Simply, the shoulder in is a 3 track movement. The horse is traveling forward, with the shoulder slightly in toward the inside flexion of the neck and head. The leg position to cue for the shoulder in is very similar to the canter, with the outside leg slightly back. I’m in the super beginning stages of learning the shoulder in, so if you are trying to learn this for the show ring, go somewhere else! For now, I am told to feel like I am neck reining the horse to the inside, while applying pressure with the inside leg at the girth, or just slightly before the girth, with the outside leg back.

I like using the shoulder in when Farley is a bit feisty on the trail and is giving me a VERY strong trot or canter towards home. I don’t want to keep pulling and pulling and pulling….so I ask for shoulder ins. We are still traveling in a straight line, but it’s a lot of work.

The shoulder in is also useful for collection. Again, I don’t like pulling on Farley. It’s pointless. When I ask her to come over the top of the bit, sometimes she refuses. If I then ask for a shoulder in, it seems to make her softer and supple-er and I get what I want with the minimum of fuss and hissy fits.

Again Bromiley does not provide a comprehensive description of a serpentine, assuming that the reader has prior knowledge

Half Pass
A detailed description of the Half Pass is given, as well as instruction. It is clear that of all the exercises given, Bromiley believes the Half Pass the most useful.

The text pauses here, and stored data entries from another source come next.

//! View models for presentation layers.
//!
//! Each function maps engine state to plain data with the wording a screen
//! should show. Nothing here prints or mutates.

use std::sync::Arc;

use serde::Serialize;

use crate::builder::Draft;
use crate::model::{Quiz, QuizId};
use crate::scorer::{percentage, QuizResult};
use crate::session::Session;

pub const EMPTY_LIST_HEADING: &str = "No Quizzes Available";
pub const EMPTY_LIST_HINT: &str = "Create your first quiz to get started!";
pub const NO_DESCRIPTION: &str = "No description available";
pub const NEXT_LABEL: &str = "Next Question";
pub const FINISH_LABEL: &str = "Finish Quiz";

/// Ordinal label shown for the question at `index`.
pub fn question_label(index: usize) -> String {
    format!("Question {}", index + 1)
}

/// One entry in the quiz list.
#[derive(Debug, Clone, PartialEq, Eq, Serialize)]
pub struct QuizCard {
    pub id: QuizId,
    pub title: String,
    pub description: String,
    pub meta: String,
}

#[derive(Debug, Clone, PartialEq, Eq, Serialize)]
#[serde(tag = "kind", rename_all = "lowercase")]
pub enum ListView {
    Empty { heading: String, hint: String },
    Cards { cards: Vec<QuizCard> },
}

pub fn list_view(quizzes: &[Arc<Quiz>]) -> ListView {
    if quizzes.is_empty() {
        return ListView::Empty {
            heading: EMPTY_LIST_HEADING.into(),
            hint: EMPTY_LIST_HINT.into(),
        };
    }
    let cards = quizzes
        .iter()
        .map(|quiz| QuizCard {
            id: quiz.id(),
            title: quiz.title().to_string(),
            description: if quiz.description().is_empty() {
                NO_DESCRIPTION.to_string()
            } else {
                quiz.description().to_string()
            },
            meta: format!(
                "{} questions • Created on {}",
                quiz.len(),
                quiz.created_at().format("%Y-%m-%d")
            ),
        })
        .collect();
    ListView::Cards { cards }
}

/// Labels for the draft's question blocks, renumbered from 1.
pub fn draft_labels(draft: &Draft) -> Vec<String> {
    (0..draft.questions().len()).map(question_label).collect()
}

#[derive(Debug, Clone, PartialEq, Eq, Serialize)]
pub struct OptionView {
    /// 1-based number shown next to the option.
    pub number: usize,
    pub text: String,
    pub selected: bool,
}

/// The screen for the question a session is currently on.
#[derive(Debug, Clone, PartialEq, Eq, Serialize)]
pub struct QuestionScreen {
    pub heading: String,
    pub text: String,
    pub options: Vec<OptionView>,
    pub progress_percent: u32,
    pub next_label: &'static str,
}

pub fn question_screen(session: &Session) -> QuestionScreen {
    let index = session.current_index();
    let total = session.quiz().len();
    let question = session.current_question();
    let selected = session.answer(index);

    QuestionScreen {
        heading: format!("Question {} of {}", index + 1, total),
        text: question.text().to_string(),
        options: question
            .options()
            .iter()
            .enumerate()
            .map(|(i, text)| OptionView {
                number: i + 1,
                text: text.clone(),
                selected: selected == Some(i),
            })
            .collect(),
        progress_percent: percentage(index + 1, total),
        next_label: if session.is_last() {
            FINISH_LABEL
        } else {
            NEXT_LABEL
        },
    }
}

#[derive(Debug, Clone, PartialEq, Eq, Serialize)]
pub struct ReviewItem {
    pub question: String,
    pub is_correct: bool,
    pub status: &'static str,
    pub your_answer: String,
    /// Only present when the answer was wrong.
    pub correct_answer: Option<String>,
}

#[derive(Debug, Clone, PartialEq, Eq, Serialize)]
pub struct ResultsView {
    pub score: String,
    pub message: String,
    pub review: Vec<ReviewItem>,
}

pub fn results_view(result: &QuizResult) -> ResultsView {
    ResultsView {
        score: format!("{}%", result.percentage),
        message: format!(
            "You got {} out of {} questions correct!",
            result.correct_count, result.total
        ),
        review: result
            .review
            .iter()
            .map(|r| ReviewItem {
                question: r.question.clone(),
                is_correct: r.is_correct,
                status: if r.is_correct {
                    "✓ Correct"
                } else {
                    "✗ Incorrect"
                },
                your_answer: r.chosen_option.clone(),
                correct_answer: (!r.is_correct).then(|| r.correct_option.clone()),
            })
            .collect(),
    }
}

#[cfg(test)]
mod tests {
    use super::*;
    use chrono::{TimeZone, Utc};

    use crate::scorer::evaluate;

    fn quiz(description: &str, questions: usize) -> Arc<Quiz> {
        let mut draft = Draft::new();
        draft.title = "Geography".into();
        draft.description = description.into();
        for i in 0..questions {
            let idx = if i == 0 { 0 } else { draft.add_question() };
            let q = draft.question_mut(idx).unwrap();
            q.text = format!("Q{i}");
            q.options = ["w".into(), "x".into(), "y".into(), "z".into()];
            q.correct = Some(1);
        }
        let created = Utc.with_ymd_and_hms(2024, 5, 6, 7, 8, 9).unwrap();
        Arc::new(draft.to_quiz(QuizId(3), created).unwrap())
    }

    #[test]
    fn empty_store_renders_empty_state() {
        assert_eq!(
            list_view(&[]),
            ListView::Empty {
                heading: EMPTY_LIST_HEADING.into(),
                hint: EMPTY_LIST_HINT.into(),
            }
        );
    }

    #[test]
    fn cards_fall_back_to_placeholder_description() {
        let ListView::Cards { cards } = list_view(&[quiz("", 2)]) else {
            panic!("expected cards");
        };
        assert_eq!(cards[0].description, NO_DESCRIPTION);
        assert_eq!(cards[0].meta, "2 questions • Created on 2024-05-06");
    }

    #[test]
    fn draft_labels_renumber_after_removal() {
        let mut draft = Draft::new();
        draft.add_question();
        draft.add_question();
        draft.remove_question(0).unwrap();
        assert_eq!(draft_labels(&draft), vec!["Question 1", "Question 2"]);
    }

    #[test]
    fn question_screen_tracks_selection_and_label() {
        let mut session = Session::start(quiz("d", 2));
        let screen = question_screen(&session);
        assert_eq!(screen.heading, "Question 1 of 2");
        assert_eq!(screen.progress_percent, 50);
        assert_eq!(screen.next_label, NEXT_LABEL);
        assert!(screen.options.iter().all(|o| !o.selected));

        session.select_answer(2).unwrap();
        session.advance().unwrap();
        session.select_answer(3).unwrap();
        let screen = question_screen(&session);
        assert_eq!(screen.heading, "Question 2 of 2");
        assert_eq!(screen.progress_percent, 100);
        assert_eq!(screen.next_label, FINISH_LABEL);
        assert!(screen.options[3].selected);
        assert_eq!(screen.options[3].number, 4);
    }

    #[test]
    fn results_view_shows_correct_answer_only_when_wrong() {
        let quiz = quiz("d", 2);
        let mut session = Session::start(Arc::clone(&quiz));
        session.select_answer(1).unwrap();
        session.advance().unwrap();
        session.select_answer(0).unwrap();
        session.advance().unwrap();

        let view = results_view(&evaluate(&quiz, &session).unwrap());
        assert_eq!(view.score, "50%");
        assert_eq!(view.message, "You got 1 out of 2 questions correct!");
        assert_eq!(view.review[0].status, "✓ Correct");
        assert_eq!(view.review[0].correct_answer, None);
        assert_eq!(view.review[1].status, "✗ Incorrect");
        assert_eq!(view.review[1].your_answer, "w");
        assert_eq!(view.review[1].correct_answer.as_deref(), Some("x"));
    }
}
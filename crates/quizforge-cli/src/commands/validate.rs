//! The `quizforge validate` command.

use std::path::PathBuf;

use anyhow::Result;

use quizforge_core::draft_file::parse_draft;
use quizforge_core::render::draft_labels;

pub fn execute(draft_path: PathBuf) -> Result<()> {
    let draft = parse_draft(&draft_path)?;
    let title = if draft.title.trim().is_empty() {
        "(untitled)"
    } else {
        draft.title.trim()
    };
    println!("Draft: {title} ({} questions)", draft.questions().len());

    let violations = draft.validate();
    if violations.is_empty() {
        for label in draft_labels(&draft) {
            println!("  {label}: ok");
        }
        println!("Draft is valid.");
    } else {
        for v in &violations {
            println!("  [{}] {v}", v.category());
        }
        println!("\n{} problem(s) found.", violations.len());
    }

    Ok(())
}
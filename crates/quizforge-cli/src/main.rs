//! quizforge CLI — author, store, and take multiple-choice quizzes.

use std::path::PathBuf;
use std::process;

use clap::{Parser, Subcommand};
use tracing_subscriber::EnvFilter;

mod commands;

#[derive(Parser)]
#[command(name = "quizforge", version, about = "Build, store, and take quizzes")]
struct Cli {
    /// Config file path
    #[arg(long, global = true)]
    config: Option<PathBuf>,

    /// Quiz store file (overrides config and QUIZFORGE_STORE)
    #[arg(long, global = true)]
    store: Option<PathBuf>,

    #[command(subcommand)]
    command: Commands,
}

#[derive(Subcommand)]
enum Commands {
    /// List stored quizzes
    List {
        /// Print the list as JSON
        #[arg(long)]
        json: bool,
    },

    /// Show one quiz with its answer key
    Show {
        /// Quiz id
        #[arg(long)]
        id: String,
    },

    /// Check a draft file and report every problem
    Validate {
        /// Path to a .toml draft
        #[arg(long)]
        draft: PathBuf,
    },

    /// Commit a draft file as a new quiz
    Create {
        /// Path to a .toml draft
        #[arg(long)]
        draft: PathBuf,
    },

    /// Take a quiz
    Take {
        /// Quiz id
        #[arg(long)]
        id: String,

        /// Answers as option numbers, e.g. "2,1,4" (reads stdin if omitted)
        #[arg(long)]
        answers: Option<String>,
    },

    /// Create a starter config and example draft
    Init,
}

fn main() {
    let filter = EnvFilter::try_from_default_env()
        .unwrap_or_else(|_| EnvFilter::new("quizforge=info,quizforge_core=warn"));
    tracing_subscriber::fmt()
        .with_env_filter(filter)
        .with_writer(std::io::stderr)
        .init();

    let cli = Cli::parse();
    let store = cli.store;
    let config = cli.config;

    let result = match cli.command {
        Commands::List { json } => commands::list::execute(config, store, json),
        Commands::Show { id } => commands::show::execute(config, store, id),
        Commands::Validate { draft } => commands::validate::execute(draft),
        Commands::Create { draft } => commands::create::execute(config, store, draft),
        Commands::Take { id, answers } => commands::take::execute(config, store, id, answers),
        Commands::Init => commands::init::execute(),
    };

    if let Err(e) = result {
        eprintln!("Error: {e:#}");
        process::exit(1);
    }
}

You have to crawl before you walk….
Bromiley stresses that movements should be introduced at the walk, then the trot. This seems obvious, but for some reason, it’s not. Whenever I stop to think about why I’m having problems with Farley, I will go back to the walk, master it, then move to the trot and voila! We have it! But in lessons, often something is introduced at the trot, or even the canter (this is true of my current instructor, as well as a few group lessons I took earlier). I will continue to have problems with the concept until I bring it to a walk and figure it out. Note to self: Need to be strong enough to say “let’s do this at a walk first” in lessons!

Further Recommendations
If purchasing this book without a background in dressage or other formal horsemanship training, it is my recommendation that it is paired with another book that better explains the pole work and riding exercises mentioned. I especially like Cherry Hill’s 101 Exercises series. I have used both the 101 Arena exercises book, and the ground work book that describes lunging and long lines. Both would make and excellent companion to Fit to Ride.